No description has been provided for this image

# Add regression line
# plot the data
plt.style.use('seaborn-v0_8')
plt.figure(figsize=(10, 6))
plt.plot(n_seaice_grouped['Extent'], label='Arctic Ics Extent', color='black')
plt.xlabel('Year')
plt.ylabel('Ice Extent')
plt.title('Arctic Sea Ice Extent', fontsize=20)
plt.legend()

# Add regression line
z = np.polyfit(n_seaice_grouped.index, n_seaice_grouped['Extent'], 1)
p = np.poly1d(z)
plt.plot(n_seaice_grouped.index, p(n_seaice_grouped.index), "b-")
plt.show()

Antarctic¶

# if the data is not available, download it

# check the files in the Datasets directory
path = pathlib.Path("Datasets")
files = [file.name for file in path.iterdir()]
if "S_seaice_extent_daily_v3.0.csv" in files:
    print("The data is available")
else:
    # read the data
    url = "https://noaadata.apps.nsidc.org/NOAA/G02135/south/daily/data/S_seaice_extent_daily_v3.0.csv"
    r = requests.get(url)
    with open("Datasets/S_seaice_extent_daily_v3.0.csv", "wb") as f:
        f.write(r.content)

s_seaice = pd.read_csv ('Datasets/S_seaice_extent_daily_v3.0.csv', header=0)

s_seaice.head()

	Year	Month	Day	Extent	Missing	Source Data
0	YYYY	MM	DD	10^6 sq km	10^6 sq km	Source data product web sites: http://nsidc.o...
1	1978	10	26	17.624	0.000	['/ecs/DP1/PM/NSIDC-0051.001/1978.10.26/nt_19...
2	1978	10	28	17.803	0.000	['/ecs/DP1/PM/NSIDC-0051.001/1978.10.28/nt_19...
3	1978	10	30	17.670	0.000	['/ecs/DP1/PM/NSIDC-0051.001/1978.10.30/nt_19...
4	1978	11	01	17.527	0.000	['/ecs/DP1/PM/NSIDC-0051.001/1978.11.01/nt_19...

# Name of the columns
s_seaice.columns

Index(['Year', ' Month', ' Day', '     Extent', '    Missing', ' Source Data'], dtype='object')
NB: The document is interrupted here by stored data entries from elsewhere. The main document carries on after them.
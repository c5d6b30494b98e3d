//! Well-known sender and receiver identifier keys.
//!
//! These keys get dedicated accessors on [`PartnerIdentity`](super::PartnerIdentity)
//! but are otherwise ordinary attribute entries.

/// The AS2 protocol identifier of a party.
pub const AS2_ID: &str = "as2_id";

/// The alias of a party's X.509 certificate in the key store.
pub const X509_ALIAS: &str = "x509_alias";

/// The email address of a party.
pub const EMAIL: &str = "email";
//! Dumper that records every call, for auditing and tests.

use serde::{Deserialize, Serialize};

use crate::error::DumpError;

use super::OutgoingDumper;

/// One observed dump call.
#[allow(missing_docs)]
#[derive(Debug, Clone, PartialEq, Eq, Serialize, Deserialize)]
#[serde(tag = "event", content = "data", rename_all = "snake_case")]
pub enum DumpEvent {
    Header { name: String, value: String },
    FinishedHeaders,
    Payload(u8),
    FinishedPayload,
    Close,
}

impl DumpEvent {
    /// Shorthand for a [`DumpEvent::Header`].
    #[must_use]
    pub fn header(name: impl Into<String>, value: impl Into<String>) -> Self {
        Self::Header {
            name: name.into(),
            value: value.into(),
        }
    }
}

/// A dumper that keeps every call as a [`DumpEvent`], in call order.
#[derive(Debug, Clone, Default)]
pub struct RecordingDumper {
    events: Vec<DumpEvent>,
}

impl RecordingDumper {
    /// Creates an empty recorder.
    #[must_use]
    pub fn new() -> Self {
        Self::default()
    }

    /// Events recorded so far.
    #[must_use]
    pub fn events(&self) -> &[DumpEvent] {
        &self.events
    }

    /// Payload bytes recorded so far, in order.
    #[must_use]
    pub fn payload(&self) -> Vec<u8> {
        self.events
            .iter()
            .filter_map(|e| match e {
                DumpEvent::Payload(b) => Some(*b),
                _ => None,
            })
            .collect()
    }

    /// Consumes the recorder and returns its events.
    #[must_use]
    pub fn into_events(self) -> Vec<DumpEvent> {
        self.events
    }
}

impl OutgoingDumper for RecordingDumper {
    fn dump_header(&mut self, name: &str, value: &str) {
        self.events.push(DumpEvent::header(name, value));
    }

    fn finished_headers(&mut self) {
        self.events.push(DumpEvent::FinishedHeaders);
    }

    fn dump_payload(&mut self, byte: u8) {
        self.events.push(DumpEvent::Payload(byte));
    }

    fn finished_payload(&mut self) {
        self.events.push(DumpEvent::FinishedPayload);
    }

    fn close(&mut self) -> Result<(), DumpError> {
        self.events.push(DumpEvent::Close);
        Ok(())
    }
}

#[cfg(test)]
mod tests {
    use super::*;

    #[test]
    fn test_records_calls_in_order() {
        let mut rec = RecordingDumper::new();
        rec.dump_header("X-Id", "1");
        rec.finished_headers();
        rec.dump_payload_chunk(b"ok");
        rec.finished_payload();
        rec.close().unwrap();

        assert_eq!(rec.payload(), b"ok".to_vec());
        assert_eq!(
            rec.into_events(),
            vec![
                DumpEvent::header("X-Id", "1"),
                DumpEvent::FinishedHeaders,
                DumpEvent::Payload(b'o'),
                DumpEvent::Payload(b'k'),
                DumpEvent::FinishedPayload,
                DumpEvent::Close,
            ]
        );
    }

    #[test]
    fn test_event_serialization() {
        let json = serde_json::to_string(&DumpEvent::header("A", "b")).unwrap();
        assert_eq!(json, r#"{"event":"header","data":{"name":"A","value":"b"}}"#);
        let payload = serde_json::to_string(&DumpEvent::Payload(72)).unwrap();
        assert_eq!(payload, r#"{"event":"payload","data":72}"#);
        let back: DumpEvent = serde_json::from_str(r#"{"event":"close"}"#).unwrap();
        assert_eq!(back, DumpEvent::Close);
    }
}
# Dropping the cloumn (Soure Data)
s_seaice_clean = (s_seaice
                  .drop([' Source Data'], axis =1)
                  .drop([0], axis=0))
s_seaice_clean.head()

	Year	Month	Day	Extent
1	1978	10	26	17.624
2	1978	10	28	17.803
3	1978	10	30	17.670
4	1978	11	01	17.527
5	1978	11	03	17.486

# Shape of the data
s_seaice_clean.shape

(14905, 5)

# Types of the data 
s_seaice_clean.dtypes

Year           object
 Month         object
 Day           object
     Extent    object
    Missing    object
dtype: object

# Change the Year, Month and Day columns to integers
s_seaice_clean['Year'] = s_seaice_clean['Year'].astype(int)
s_seaice_clean['Month'] = s_seaice_clean[' Month'].astype(int)
s_seaice_clean['Day'] = s_seaice_clean[' Day'].astype(int)
s_seaice_clean['Extent'] = s_seaice_clean['     Extent'].astype(float)
s_seaice_clean['Missing'] = s_seaice_clean['    Missing'].astype(float)
s_seaice_clean =(s_seaice_clean
                 .drop([' Month'], axis=1)
                 .drop([' Day'], axis=1)
                 .drop(['     Extent'], axis=1)
                 .drop(['    Missing'], axis=1))
s_seaice_clean['Date'] = pd.to_datetime(s_seaice_clean[['Year', 'Month', 'Day']])
s_seaice_clean.head()

	Year	Month	Day	Extent	Date
1	1978	10	26	17.624	1978-10-26
2	1978	10	28	17.803	1978-10-28
3	1978	10	30	17.670	1978-10-30
4	1978	11	1	17.527	1978-11-01
5	1978	11	3	17.486	1978-11-03

s_seaice_grouped = s_seaice_clean.groupby(['Year']).mean()
s_seaice_grouped.tail()

# plot 

	Month	Day	Extent	Missing	Date
Year
2020	6.513661	15.756831	11.602402	0.000000	2020-07-01 12:00:00.000000000
2021	6.526027	15.720548	11.578682	0.000000	2021-07-02 00:00:00.000000000
2022	6.526027	15.720548	10.726003	0.000000	2022-07-01 23:59:59.999999744
2023	6.526027	15.720548	9.852699	0.000164	2023-07-02 00:00:00.000000000
2024	1.415094	14.132075	3.199000	0.004472	2024-01-27 00:00:00.000000000

yearMin = s_seaice_grouped.index.min()
yearMax = s_seaice_grouped.index.max()
print(yearMin)
print(yearMax)

1978
2024

# remove 1978 and 2024

s_seaice_grouped = s_seaice_grouped.drop([yearMin, yearMax])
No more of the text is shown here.